Apertamos tanto o pré-existente nesta caixa que perde a essência, não tem espaço
para orir e crescer, quem sabe mais forte do que os seus tempos áureos, até. Ao invés
disso, deveremos dar espaço para o projecto desenvolver-se, sem impor ideias pré-
concebidas - que funcionariam tal como uma parede nesta analogia da caixa e o seu
rótulo-, que acabam por esmagar e esmagar cada vez mais e de todos os lados o projecto,
até não restar nada de único.
Surge a pergunta: então e como fez a equipa de arquitectura, que até aqui tinha
solucionado um problema - o desejo de ter instalações elétricas fora das paredes - mas
arranjou outro no último piso, visto este ter toda a estrutura da cobertura exposta?

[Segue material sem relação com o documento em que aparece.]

use std::fmt::Debug;
use num_traits::{Float, Zero};

use crate::graph::Graph;
use crate::algorithm::{ShortestPathAlgorithm, ShortestPathResult};
use crate::data_structures::MinQueue;
use crate::{Error, Result};

/// Classic Dijkstra's algorithm over non-negative edge weights
///
/// Equal tentative distances are settled in ascending vertex order, and a
/// vertex only changes predecessor on a strict improvement, so among routes of
/// equal cost the first one discovered wins.
#[derive(Debug, Default)]
pub struct Dijkstra;

impl Dijkstra {
    /// Creates a new Dijkstra algorithm instance
    pub fn new() -> Self {
        Dijkstra
    }
}

impl<W, G> ShortestPathAlgorithm<W, G> for Dijkstra
where
    W: Float + Zero + Debug + Copy + Ord,
    G: Graph<W>,
{
    fn name(&self) -> &'static str {
        "Dijkstra"
    }

    fn compute_shortest_paths(&self, graph: &G, source: usize) -> Result<ShortestPathResult<W>> {
        if !graph.has_vertex(source) {
            return Err(Error::SourceNotFound);
        }

        let n = graph.vertex_count();

        // Initialize distances and predecessors
        let mut distances: Vec<Option<W>> = vec![None; n];
        let mut predecessors: Vec<Option<usize>> = vec![None; n];
        let mut settled = vec![false; n];

        // Distance to source is 0
        distances[source] = Some(W::zero());

        let mut queue = MinQueue::new();
        queue.push(source, W::zero());

        while let Some((u, dist_u)) = queue.pop() {
            // Stale entry: u was already settled through a cheaper route
            if settled[u] {
                continue;
            }
            settled[u] = true;

            // Relax all outgoing edges
            for (v, weight) in graph.outgoing_edges(u) {
                if settled[v] {
                    continue;
                }
                let new_dist = dist_u + weight;

                let should_update = match distances[v] {
                    None => true,
                    Some(current_dist) => new_dist < current_dist,
                };

                if should_update {
                    distances[v] = Some(new_dist);
                    predecessors[v] = Some(u);
                    queue.push(v, new_dist);
                }
            }
        }

        Ok(ShortestPathResult {
            distances,
            predecessors,
            source,
        })
    }
}
pub mod traits;
pub mod model;
pub mod route;
pub mod view;
pub mod masked;
pub mod generators;

pub use traits::Graph;
pub use model::{Airport, Destination, DestinationCatalog, Fare};
pub use route::{Cost, RouteGraph};
pub use view::{Connection, FilteredView};
pub use masked::MaskedGraph;
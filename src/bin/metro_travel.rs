use log::error;
use metro_travel::loader::{read_destinations, read_fares};
use metro_travel::report::Report;
use metro_travel::{OutputFormat, PathFinder, RouteGraph, TravelConfig};
use std::env;

fn main() -> Result<(), Box<dyn std::error::Error>> {
    // Initialize logging
    env_logger::init();

    let config = match TravelConfig::from_args(env::args().skip(1)) {
        Ok(config) => config,
        Err(err) => {
            eprintln!("{}", err);
            std::process::exit(2);
        }
    };

    // Loading failures are fatal: there is nothing to route over
    let catalog = read_destinations(&config.destinations_path).map_err(|err| {
        error!("Could not load {}: {}", config.destinations_path.display(), err);
        err
    })?;
    let fares = read_fares(&config.fares_path).map_err(|err| {
        error!("Could not load {}: {}", config.fares_path.display(), err);
        err
    })?;

    let graph = RouteGraph::new(&catalog, Some(&fares))?;
    let view = graph.filtered_view(config.has_visa);
    let finder = PathFinder::new(&view);

    let report = Report::for_query(&finder, &config)?;

    match config.output {
        OutputFormat::Text => println!("{}", report.text),
        OutputFormat::Json => println!("{}", report.to_json(&finder, &config)?),
    }

    Ok(())
}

Onde
poderíamos esconder neste piso? Mais um passo de dança para lá, outro para cá, e
incluíram algumas peças soltas de madeira recuperada antiga, para que não se sinta a
diferença de aging ou “patine” - chamemos-lhe assim - entre as madeiras originais e estas,
posteriormente incluídas. E foi nestes pedaços, perdidos, de madeira recuperada e
reabilitada, que foram incluídas as cablagens para toda a instalação elétrica. São estes
tipos de detalhes que fazem um projecto único: a inovação de técnicas e soluções,
convencionais ou não-convencionais, para resolver o espaço de forma pragmática,
funcional e estética.
Se Deus está nos detalhes, de acordo com Mies Van Der Rohe, então José Adrião e
a sua equipa deverão ser os apóstolos - clubismos à parte.